His ethnic heritage traces to the Gujarati people of western India, an illustrious community that also includes independence leader Mahatma Gandhi, British actor Ben Kingsley, and Queen lead vocalist Freddie Mercury. His grandparents were born in Tanzania, part of the Indian diaspora in East Africa during British colonial rule. His parents, Lutaf and Mali, met at a Tanzanian teachers college. The couple came to the United States in the early 1960s when his father got a scholarship to Northwestern University. Eventually, most of the extended family came here too.

Born in 1972, Dhanidina was raised with his older brother in the Chicago suburb of Evanston, Illinois, where Northwestern is located. At home, language and food were a natural blend of Asian, African and Anglo-American influences. (“Growing up, I didn’t even know which word came from which language.”) He graduated from Evanston Township High School in 1990, still using the first name Al-Halim.

He arrived as a freshman at Pomona at the height of the First Gulf War, finding himself peppered with questions about Islam, “as if you were the spokesman for everybody.” At the time, he was one of literally a handful of Muslim students on all five Claremont campuses combined. “We still managed to find each other to start the Muslim Students Association,” he recalls. Initially, the group rallied around a campaign to keep dining halls open later during Ramadan, which requires fasting until after sunset. From that victory, the goals evolved, stressing education to combat stereotypes and promote better understanding.

Dhanidina, an aspiring diplomat who got a degree in international relations, knew he had come to the right school. Pomona’s diversity is what drew him here in the first place.

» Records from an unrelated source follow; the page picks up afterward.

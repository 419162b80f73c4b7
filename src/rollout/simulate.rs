//! Rollouts with `Defensive` on both sides.

use crate::agents::{Agent, Defensive};
use crate::core::{Decision, GameRng, Move, Phase, PlayerId, PlayerMap};
use crate::rules::perspective::swap_in_place;
use crate::rules::{play_turn, swap_perspective, EgocentricView, Occupant, TurnOutcome};
use crate::search::{Evaluator, WIN_SCORE};

use super::config::RolloutConfig;

/// Play one rollout from `start` and score it for the side to move there.
///
/// A game decided on rollout turn `t` scores `1 / (t + 1)` for the winner's
/// side and the negation for the loser's, so quick wins count more than slow
/// ones. A forfeit is a loss for the side that forfeits. A rollout still
/// running after `max_steps` turns scores 0.
pub fn simulate(start: &EgocentricView, rng: &mut GameRng, max_steps: u32) -> f64 {
    let mut view = start.clone();
    let mut agents = PlayerMap::new(|_| Defensive::new(rng.fork()));
    let mut mover = PlayerId::FIRST;

    for turn in 0..max_steps {
        let weight = 1.0 / f64::from(turn + 1);
        let sign = if mover == PlayerId::FIRST { 1.0 } else { -1.0 };

        let won = match agents[mover].decide(&view, Phase::Play) {
            Decision::Play(mv) => match play_turn(&mut view, Occupant::Mine(mv.slot), mv) {
                Ok(TurnOutcome::Won { .. }) => Some(true),
                Ok(TurnOutcome::Built { .. }) => None,
                Err(_) => Some(false),
            },
            Decision::Place(_) | Decision::NoLegalMove => Some(false),
        };

        if let Some(won) = won {
            log::trace!("rollout ends on turn {turn}, mover won: {won}");
            return if won { sign * weight } else { -sign * weight };
        }

        swap_in_place(&mut view);
        mover = mover.opponent();
    }

    0.0
}

/// Score a candidate turn for the side to move in `view` by the mean of
/// `config.rollouts` rollouts from the position it leaves.
///
/// An outright win scores 1 and an illegal candidate -1, without rolling
/// out.
pub fn score_turn(view: &EgocentricView, mv: Move, config: &RolloutConfig, rng: &mut GameRng) -> f64 {
    let mut after = view.clone();
    match play_turn(&mut after, Occupant::Mine(mv.slot), mv) {
        Ok(TurnOutcome::Won { .. }) => 1.0,
        Ok(TurnOutcome::Built { .. }) => {
            let theirs = swap_perspective(&after);
            -mean_rollout(&theirs, config, rng)
        }
        Err(err) => {
            log::debug!("rollout candidate {mv} is illegal: {err}");
            -1.0
        }
    }
}

/// Mean rollout score for the side to move, each rollout on its own fork.
fn mean_rollout(view: &EgocentricView, config: &RolloutConfig, rng: &mut GameRng) -> f64 {
    if config.rollouts == 0 {
        return 0.0;
    }
    let total: f64 = (0..config.rollouts)
        .map(|_| simulate(view, &mut rng.fork(), config.max_steps))
        .sum();
    total / f64::from(config.rollouts)
}

/// Rollout-backed `Evaluator` for the negamax horizon.
///
/// The mean rollout score in `[-1, 1]` is scaled into the open interval
/// `(-WIN_SCORE, WIN_SCORE)` so a sampled estimate never reads as a proven
/// result. Zero-sum only in expectation.
#[derive(Clone, Debug)]
pub struct MonteCarloEvaluator {
    config: RolloutConfig,
    rng: GameRng,
}

impl MonteCarloEvaluator {
    #[must_use]
    pub fn new(config: RolloutConfig) -> Self {
        let rng = GameRng::new(config.seed);
        Self { config, rng }
    }
}

impl Evaluator for MonteCarloEvaluator {
    fn evaluate(&mut self, view: &EgocentricView) -> i32 {
        let mean = mean_rollout(view, &self.config, &mut self.rng);
        (mean * f64::from(WIN_SCORE - 1)).round() as i32
    }
}
use crate::agents::{place_centrally, Agent};
use crate::core::{Decision, GameRng, Phase};
use crate::rules::EgocentricView;

use super::config::SearchConfig;
use super::eval::{Evaluator, HeightCentrality};
use super::negamax::Negamax;

/// Agent that plays the negamax choice. Setup placement is central.
#[derive(Clone, Debug)]
pub struct NegamaxPlayer<E = HeightCentrality> {
    search: Negamax<E>,
    rng: GameRng,
}

impl NegamaxPlayer<HeightCentrality> {
    #[must_use]
    pub fn new(config: SearchConfig, rng: GameRng) -> Self {
        Self {
            search: Negamax::new(config),
            rng,
        }
    }
}

impl<E: Evaluator> NegamaxPlayer<E> {
    #[must_use]
    pub fn with_evaluator(config: SearchConfig, evaluator: E, rng: GameRng) -> Self {
        Self {
            search: Negamax::with_evaluator(config, evaluator),
            rng,
        }
    }

    #[must_use]
    pub fn search(&self) -> &Negamax<E> {
        &self.search
    }
}

impl<E: Evaluator> Agent for NegamaxPlayer<E> {
    fn name(&self) -> &str {
        "negamax"
    }

    fn decide(&mut self, view: &EgocentricView, phase: Phase) -> Decision {
        match phase {
            Phase::Setup => place_centrally(view, &mut self.rng),
            Phase::Play => self
                .search
                .search(view)
                .best
                .map_or(Decision::NoLegalMove, Decision::Play),
        }
    }
}

#[cfg(test)]
mod tests {
    use super::*;
    use crate::core::{Coord, Direction, Move, PieceSlot};

    #[test]
    fn test_finds_forced_win_in_two() {
        let view = EgocentricView::from_rows(
            ["00000", "00000", "00000", "02024", "02204"],
            ["O    ", "     ", "     ", "     ", " OAB "],
        )
        .unwrap();
        let mut player = NegamaxPlayer::new(SearchConfig::default().with_depth(2), GameRng::new(0));

        assert_eq!(
            player.decide(&view, Phase::Play),
            Decision::Play(Move::new(PieceSlot::Second, Direction::new(-1, -1), Direction::new(1, 0)))
        );
    }

    #[test]
    fn test_setup_is_central() {
        let view = EgocentricView::from_rows(["00000"; 5], ["     "; 5]).unwrap();
        let mut player = NegamaxPlayer::new(SearchConfig::default(), GameRng::new(0));
        assert_eq!(player.decide(&view, Phase::Setup), Decision::Place(Coord::CENTER));
    }
}
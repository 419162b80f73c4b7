//! The 5×5 board: tower heights plus piece occupancy.
//!
//! `Board<P>` is generic over what sits on an occupied cell so the same
//! grid serves as the canonical board (`Board<PieceId>`, absolute owners)
//! and as an agent's egocentric view (`Board<Occupant>`, see
//! `rules::perspective`). Legality code only needs `P: Copy + PartialEq`.
//!
//! Heights only ever go up through the public API. The crate-private
//! `lower` exists for the search's apply/undo pair.

use serde::{Deserialize, Serialize};

use super::error::BoardError;
use super::geometry::{Coord, BOARD_SIZE};
use super::player::{PieceId, PieceSlot, PlayerId, PlayerMap};

/// Tower height of a cell.
pub type Height = u8;

/// A capped tower (dome). Nothing can be built on or moved onto it.
pub const MAX_HEIGHT: Height = 4;

/// Stepping onto a cell of this height wins the game.
pub const WINNING_HEIGHT: Height = MAX_HEIGHT - 1;

const SIZE: usize = BOARD_SIZE as usize;

/// Heights indexed `[y][x]`.
pub type HeightGrid = [[Height; SIZE]; SIZE];

/// Grid of heights and occupants.
#[derive(Clone, Debug, PartialEq, Eq, Hash, Serialize, Deserialize)]
pub struct Board<P> {
    heights: HeightGrid,
    cells: [[Option<P>; SIZE]; SIZE],
}

/// The referee's board, pieces tagged with their absolute owner.
pub type GameBoard = Board<PieceId>;

impl<P: Copy> Default for Board<P> {
    fn default() -> Self {
        Self::new()
    }
}

impl<P: Copy> Board<P> {
    /// An empty, flat board.
    #[must_use]
    pub fn new() -> Self {
        Self::with_heights([[0; SIZE]; SIZE])
    }

    /// An empty board with the given heights.
    #[must_use]
    pub fn with_heights(heights: HeightGrid) -> Self {
        Self {
            heights,
            cells: [[None; SIZE]; SIZE],
        }
    }

    #[must_use]
    pub fn heights(&self) -> &HeightGrid {
        &self.heights
    }

    #[inline]
    #[must_use]
    pub fn height(&self, at: Coord) -> Height {
        let (row, col) = at.index();
        self.heights[row][col]
    }

    #[inline]
    #[must_use]
    pub fn occupant(&self, at: Coord) -> Option<P> {
        let (row, col) = at.index();
        self.cells[row][col]
    }

    #[inline]
    #[must_use]
    pub fn is_empty(&self, at: Coord) -> bool {
        self.occupant(at).is_none()
    }

    /// Put a piece on an empty cell.
    pub fn place(&mut self, at: Coord, piece: P) -> Result<(), BoardError> {
        if !at.in_bounds() {
            return Err(BoardError::OffBoard(at));
        }
        if !self.is_empty(at) {
            return Err(BoardError::Occupied(at));
        }
        self.put(at, piece);
        Ok(())
    }

    /// Every occupied cell, row by row.
    pub fn pieces(&self) -> impl Iterator<Item = (Coord, P)> + '_ {
        Coord::all().filter_map(|at| self.occupant(at).map(|piece| (at, piece)))
    }

    /// Every empty cell, row by row.
    #[must_use]
    pub fn unoccupied(&self) -> Vec<Coord> {
        Coord::all().filter(|&at| self.is_empty(at)).collect()
    }

    /// Same heights, occupants relabelled through `f`.
    #[must_use]
    pub fn map_pieces<Q: Copy>(&self, f: impl Fn(P) -> Q) -> Board<Q> {
        Board {
            heights: self.heights,
            cells: self.cells.map(|row| row.map(|cell| cell.map(&f))),
        }
    }

    pub(crate) fn map_pieces_in_place(&mut self, f: impl Fn(P) -> P) {
        for cell in self.cells.iter_mut().flatten() {
            if let Some(piece) = cell {
                *piece = f(*piece);
            }
        }
    }

    pub(crate) fn take(&mut self, at: Coord) -> Option<P> {
        let (row, col) = at.index();
        self.cells[row][col].take()
    }

    pub(crate) fn put(&mut self, at: Coord, piece: P) {
        let (row, col) = at.index();
        debug_assert!(self.cells[row][col].is_none(), "{at} already occupied");
        self.cells[row][col] = Some(piece);
    }

    pub(crate) fn raise(&mut self, at: Coord) {
        let (row, col) = at.index();
        debug_assert!(self.heights[row][col] < MAX_HEIGHT, "{at} already capped");
        self.heights[row][col] += 1;
    }

    pub(crate) fn lower(&mut self, at: Coord) {
        let (row, col) = at.index();
        debug_assert!(self.heights[row][col] > 0, "{at} already flat");
        self.heights[row][col] -= 1;
    }

    /// Build a board from five rows of height digits and five rows of piece
    /// characters, decoding each non-blank piece character with `decode`.
    pub(crate) fn parse_rows(
        heights: [&str; SIZE],
        pieces: [&str; SIZE],
        mut decode: impl FnMut(usize, char) -> Result<P, BoardError>,
    ) -> Result<Self, BoardError> {
        let mut board = Self::new();

        for (row, line) in heights.iter().enumerate() {
            let digits: Vec<char> = line.chars().collect();
            if digits.len() != SIZE {
                return Err(BoardError::Parse {
                    row,
                    reason: format!("expected {SIZE} heights, got {:?}", line),
                });
            }
            for (col, ch) in digits.into_iter().enumerate() {
                let height = ch
                    .to_digit(10)
                    .filter(|&h| h <= u32::from(MAX_HEIGHT))
                    .ok_or_else(|| BoardError::Parse {
                        row,
                        reason: format!("bad height {ch:?}"),
                    })?;
                board.heights[row][col] = height as Height;
            }
        }

        for (row, line) in pieces.iter().enumerate() {
            let chars: Vec<char> = line.chars().collect();
            if chars.len() != SIZE {
                return Err(BoardError::Parse {
                    row,
                    reason: format!("expected {SIZE} cells, got {:?}", line),
                });
            }
            for (col, ch) in chars.into_iter().enumerate() {
                if ch == ' ' || ch == '.' {
                    continue;
                }
                board.cells[row][col] = Some(decode(row, ch)?);
            }
        }

        Ok(board)
    }
}

impl Board<PieceId> {
    /// Parse a canonical board. Player 0 pieces are `a`/`b`, player 1
    /// pieces are `y`/`z`, blanks are `' '` or `'.'`.
    ///
    /// ```
    /// use rust_santorini::core::{Coord, GameBoard, PieceId, PieceSlot, PlayerId};
    ///
    /// let board = GameBoard::from_rows(
    ///     ["00000", "00000", "00100", "00000", "00000"],
    ///     ["a...y", ".....", ".....", ".....", "b...z"],
    /// ).unwrap();
    /// assert_eq!(board.height(Coord::CENTER), 1);
    /// assert_eq!(
    ///     board.occupant(Coord::new(4, 4)),
    ///     Some(PieceId::new(PlayerId::SECOND, PieceSlot::Second)),
    /// );
    /// ```
    pub fn from_rows(heights: [&str; SIZE], pieces: [&str; SIZE]) -> Result<Self, BoardError> {
        Self::parse_rows(heights, pieces, |row, ch| {
            let (owner, slot) = match ch {
                'a' => (PlayerId::FIRST, PieceSlot::First),
                'b' => (PlayerId::FIRST, PieceSlot::Second),
                'y' => (PlayerId::SECOND, PieceSlot::First),
                'z' => (PlayerId::SECOND, PieceSlot::Second),
                other => {
                    return Err(BoardError::Parse {
                        row,
                        reason: format!("unknown piece {other:?}"),
                    })
                }
            };
            Ok(PieceId::new(owner, slot))
        })
    }

    /// Check the in-play invariants: heights within range, every piece
    /// present exactly once, two pieces per player.
    pub fn validate(&self) -> Result<(), BoardError> {
        for at in Coord::all() {
            let height = self.height(at);
            if height > MAX_HEIGHT {
                return Err(BoardError::HeightOutOfRange { at, height });
            }
        }

        let mut seen: Vec<PieceId> = Vec::with_capacity(4);
        let mut counts: PlayerMap<usize> = PlayerMap::with_value(0);
        for (_, piece) in self.pieces() {
            if seen.contains(&piece) {
                return Err(BoardError::DuplicatePiece(piece));
            }
            seen.push(piece);
            counts[piece.owner] += 1;
        }

        for (player, &count) in counts.iter() {
            if count != PieceSlot::ALL.len() {
                return Err(BoardError::PieceCount { player, count });
            }
        }
        Ok(())
    }
}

“I think I would not be the person I am today if I had not gone to Pomona,” says the judge, who still maintains strong friendships with a multicultural group of his freshman hall mates. “Everyone is encouraged to think big about the ways they want to make the world a better place. And I really bought into that.”

—Photos by Lori Shepler

Spiritual Journeys

Spiritual Journeys: Pomona students with different faiths and philosophies of life share their ongoing spiritual journeys.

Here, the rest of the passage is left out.